Tangerine fans, beside themselves in disbelief, decided to take the matter into their own hands. Turning their back on the club they love in order to save it, the Supporters’ Trust initiated an “ethical boycott” which culminated in April 2015. They would still travel to the games, but stop at the turnstiles to protest instead. The Oyston family even attempted, in some cases successfully, to sue some of those fans for their defamatory online comments.

Blackpool fans sense hope after the turmoil of recent seasons (Rex Features)

“When we made the play-off final in League Two, we made a spectacular statement,” said Rowland, “Normally when Blackpool gets to a final we take 30-35,000 fans, but the boycott was in place when we played Exeter, and less than 5,000 Blackpool fans turned up, so Wembley was two-thirds empty that day. We would’ve liked to be there, but making the principle point was more important.”

It was left to minority shareholder Valeri Belokon, whose own money had propelled the club to the Premier League, to take the Oystons to court – claiming they were treating Blackpool FC “like their personal cash machine”. The legal battle ended in an admission that the club had been illegitimately stripped of millions, and their tyrannical owner and his family were finally removed from the board on February 25, and Blackpool put into receivership. 


Saturday marked the beginning of a new, Oyston-free era. The return of the Tangerine massive. A buoyant orange parade under blue skies up to Bloomfield Road, balloons and banners at the ready, some even in full fluorescent suits and spray-painted heads. It was a sell-out home crowd – even the Nolan Sisters were in attendance – and there was a brand new sign above the director’s box that simply read “Blackpool are back”.

“Today is right up there with the birth of my son,” said Scotty, who has driven past the ground to work every day “feeling nothing but hurt” since the boycott began, “It’s Christmas and birthdays all rolled into one to be honest.”

“I can’t even describe how I’m feeling,” muffled Jo, a 66-year-old fan who was fumbling some change to buy a programme. “I lost my mum back in April 2015. She was a season-ticket holder for 40 years. She’ll be smiling down on us now hopefully.”

The pent-up emotions were vividly clear throughout the afternoon, so much so they couldn’t be contained in the stands as the match headed to full-time. When Southend’s Taylor Moore deflected into his own net to make it 2-2, the stadium erupted, fans spilled onto the pitch, orange and white flares in hands. They’d just nicked a point against mid-table Southend, but Blackpool fans didn’t need any excuses to revel in the importance of such a momentous day.

Blackpool fans returned to fill Bloomfield Road (Getty)

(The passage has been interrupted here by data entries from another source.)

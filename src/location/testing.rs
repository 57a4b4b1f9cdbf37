//! Recording fakes for the three provider seams, plus a local HTTP stub
//! for exercising the real clients.

use super::providers::{PersistentGazetteer, RemoteGazetteer, StaticGazetteer};
use super::types::{Country, Location, LocationError, NewCity, SearchParams, SearchResult};
use async_trait::async_trait;
use axum::body::to_bytes;
use axum::extract::{Query, Request};
use axum::http::HeaderMap;
use axum::response::Response;
use axum::Router;
use std::collections::HashMap;
use std::sync::atomic::{AtomicUsize, Ordering};
use std::sync::{Arc, Mutex};
use std::time::Duration;

pub fn city(id: &str, name: &str) -> Location {
    Location {
        id: id.into(),
        name: name.into(),
        country: "India".into(),
        state: None,
        coordinates: None,
        is_popular: false,
        population: None,
    }
}

pub fn popular(id: &str, name: &str) -> Location {
    Location { is_popular: true, ..city(id, name) }
}

fn down() -> LocationError {
    LocationError::Network("connection refused".into())
}

/// Returns the same list for every query.
#[derive(Default)]
pub struct FakeGazetteer {
    results: Vec<Location>,
    calls: AtomicUsize,
}

impl FakeGazetteer {
    pub fn with(results: Vec<Location>) -> Self {
        Self { results, calls: AtomicUsize::new(0) }
    }

    pub fn calls(&self) -> usize {
        self.calls.load(Ordering::SeqCst)
    }
}

impl StaticGazetteer for FakeGazetteer {
    fn search(&self, _query: &str, _country: &str, limit: usize) -> Vec<Location> {
        self.calls.fetch_add(1, Ordering::SeqCst);
        self.results.iter().take(limit).cloned().collect()
    }
}

/// Canned answers shared by the remote and store fakes.
#[derive(Default)]
struct Canned {
    search: Vec<Location>,
    popular: Vec<Location>,
    countries: Vec<Country>,
    by_id: Vec<Location>,
    fail: bool,
    delay: Option<Duration>,
    calls: AtomicUsize,
}

impl Canned {
    async fn enter(&self) -> Result<(), LocationError> {
        self.calls.fetch_add(1, Ordering::SeqCst);
        if let Some(delay) = self.delay {
            tokio::time::sleep(delay).await;
        }
        if self.fail {
            return Err(down());
        }
        Ok(())
    }

    fn page(&self, limit: usize) -> SearchResult {
        SearchResult::page(&self.search, limit)
    }

    fn find(&self, id: &str) -> Option<Location> {
        self.by_id.iter().chain(&self.search).chain(&self.popular).find(|l| l.id == id).cloned()
    }
}

macro_rules! canned_builders {
    ($ty:ident) => {
        impl $ty {
            pub fn with_search(search: Vec<Location>) -> Self {
                Self(Canned { search, ..Canned::default() })
            }

            pub fn failing() -> Self {
                Self(Canned { fail: true, ..Canned::default() })
            }

            pub fn delayed(mut self, delay: Duration) -> Self {
                self.0.delay = Some(delay);
                self
            }

            pub fn popular(mut self, popular: Vec<Location>) -> Self {
                self.0.popular = popular;
                self
            }

            pub fn countries(mut self, countries: Vec<Country>) -> Self {
                self.0.countries = countries;
                self
            }

            pub fn by_id(mut self, by_id: Vec<Location>) -> Self {
                self.0.by_id = by_id;
                self
            }

            pub fn calls(&self) -> usize {
                self.0.calls.load(Ordering::SeqCst)
            }
        }
    };
}

#[derive(Default)]
pub struct FakeRemote(Canned);

#[derive(Default)]
pub struct FakeStore(Canned);

canned_builders!(FakeRemote);
canned_builders!(FakeStore);

#[async_trait]
impl RemoteGazetteer for FakeRemote {
    async fn search(&self, params: &SearchParams) -> Result<SearchResult, LocationError> {
        self.0.enter().await?;
        Ok(self.0.page(params.limit))
    }

    async fn popular_cities(&self, _country: &str) -> Result<Vec<Location>, LocationError> {
        self.0.enter().await?;
        Ok(self.0.popular.clone())
    }

    async fn countries(&self) -> Result<Vec<Country>, LocationError> {
        self.0.enter().await?;
        Ok(self.0.countries.clone())
    }

    async fn by_id(&self, id: &str) -> Result<Option<Location>, LocationError> {
        self.0.enter().await?;
        Ok(self.0.by_id.iter().find(|l| l.id == id).cloned())
    }
}

#[async_trait]
impl PersistentGazetteer for FakeStore {
    async fn search(&self, params: &SearchParams) -> Result<SearchResult, LocationError> {
        self.0.enter().await?;
        Ok(self.0.page(params.limit))
    }

    async fn popular_cities(&self, _country: &str) -> Result<Vec<Location>, LocationError> {
        self.0.enter().await?;
        Ok(self.0.popular.clone())
    }

    async fn countries(&self) -> Result<Vec<Country>, LocationError> {
        self.0.enter().await?;
        Ok(self.0.countries.clone())
    }

    async fn by_id(&self, id: &str) -> Result<Option<Location>, LocationError> {
        self.0.enter().await?;
        Ok(self.0.by_id.iter().find(|l| l.id == id).cloned())
    }

    async fn add_city(&self, city: &NewCity) -> Result<Option<Location>, LocationError> {
        self.0.enter().await?;
        Ok(Some(Location {
            id: format!("db-{}", city.name.to_lowercase().replace(' ', "-")),
            name: city.name.clone(),
            country: city.country.clone(),
            state: city.state.clone(),
            coordinates: city.coordinates,
            is_popular: city.is_popular,
            population: city.population,
        }))
    }

    async fn update_popularity(&self, id: &str, _is_popular: bool) -> Result<bool, LocationError> {
        self.0.enter().await?;
        Ok(self.0.find(id).is_some())
    }
}

// ─── HTTP stub ──────────────────────────────────────────────────

/// One request as the stub server received it.
#[derive(Debug, Clone)]
pub struct SeenRequest {
    pub method: String,
    /// Raw path, still percent-encoded.
    pub path: String,
    /// Decoded query parameters.
    pub query: HashMap<String, String>,
    pub headers: HeaderMap,
    pub body: String,
}

impl SeenRequest {
    pub fn header(&self, name: &str) -> Option<&str> {
        self.headers.get(name).and_then(|v| v.to_str().ok())
    }
}

/// An axum server on an ephemeral local port that answers every request
/// with `respond` and records what it saw.
pub struct StubServer {
    pub base_url: String,
    seen: Arc<Mutex<Vec<SeenRequest>>>,
}

impl StubServer {
    pub async fn start<F>(respond: F) -> Self
    where
        F: Fn(&SeenRequest) -> Response + Send + Sync + 'static,
    {
        let seen: Arc<Mutex<Vec<SeenRequest>>> = Arc::default();
        let respond = Arc::new(respond);
        let recorder = seen.clone();

        let app = Router::new().fallback(move |req: Request| {
            let recorder = recorder.clone();
            let respond = respond.clone();
            async move {
                let (parts, body) = req.into_parts();
                let bytes = to_bytes(body, usize::MAX).await.unwrap_or_default();
                let query = Query::<HashMap<String, String>>::try_from_uri(&parts.uri)
                    .map(|q| q.0)
                    .unwrap_or_default();
                let request = SeenRequest {
                    method: parts.method.to_string(),
                    path: parts.uri.path().to_string(),
                    query,
                    headers: parts.headers,
                    body: String::from_utf8_lossy(&bytes).into_owned(),
                };
                let response = respond(&request);
                recorder.lock().unwrap().push(request);
                response
            }
        });

        let listener = tokio::net::TcpListener::bind("127.0.0.1:0").await.unwrap();
        let addr = listener.local_addr().unwrap();
        tokio::spawn(async move {
            axum::serve(listener, app).await.unwrap();
        });

        Self { base_url: format!("http://{}", addr), seen }
    }

    pub fn requests(&self) -> Vec<SeenRequest> {
        self.seen.lock().unwrap().clone()
    }

    /// The only request received; panics if there were more or fewer.
    pub fn single(&self) -> SeenRequest {
        let mut seen = self.requests();
        assert_eq!(seen.len(), 1, "expected one request, got {:?}", seen);
        seen.remove(0)
    }
}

For captain Jay Spearing, this was one of the proudest moments of his career. His face was emblazoned on the programme, and his parents were in attendance – though they didn’t participate in the pitch invasion. “We felt a bit like a new club coming in this week,” he told the Independent next to the dugout as the last few fans were ushered out, “We knew exactly what was going on off the field [when the Oystons were in charge], but we couldn’t let that affect us. Now that things have been changed and Owen’s left there’s been a real, real lift around the place. Not just around the ground, but in the city too, and leading up to today it was a bit of a buzz.”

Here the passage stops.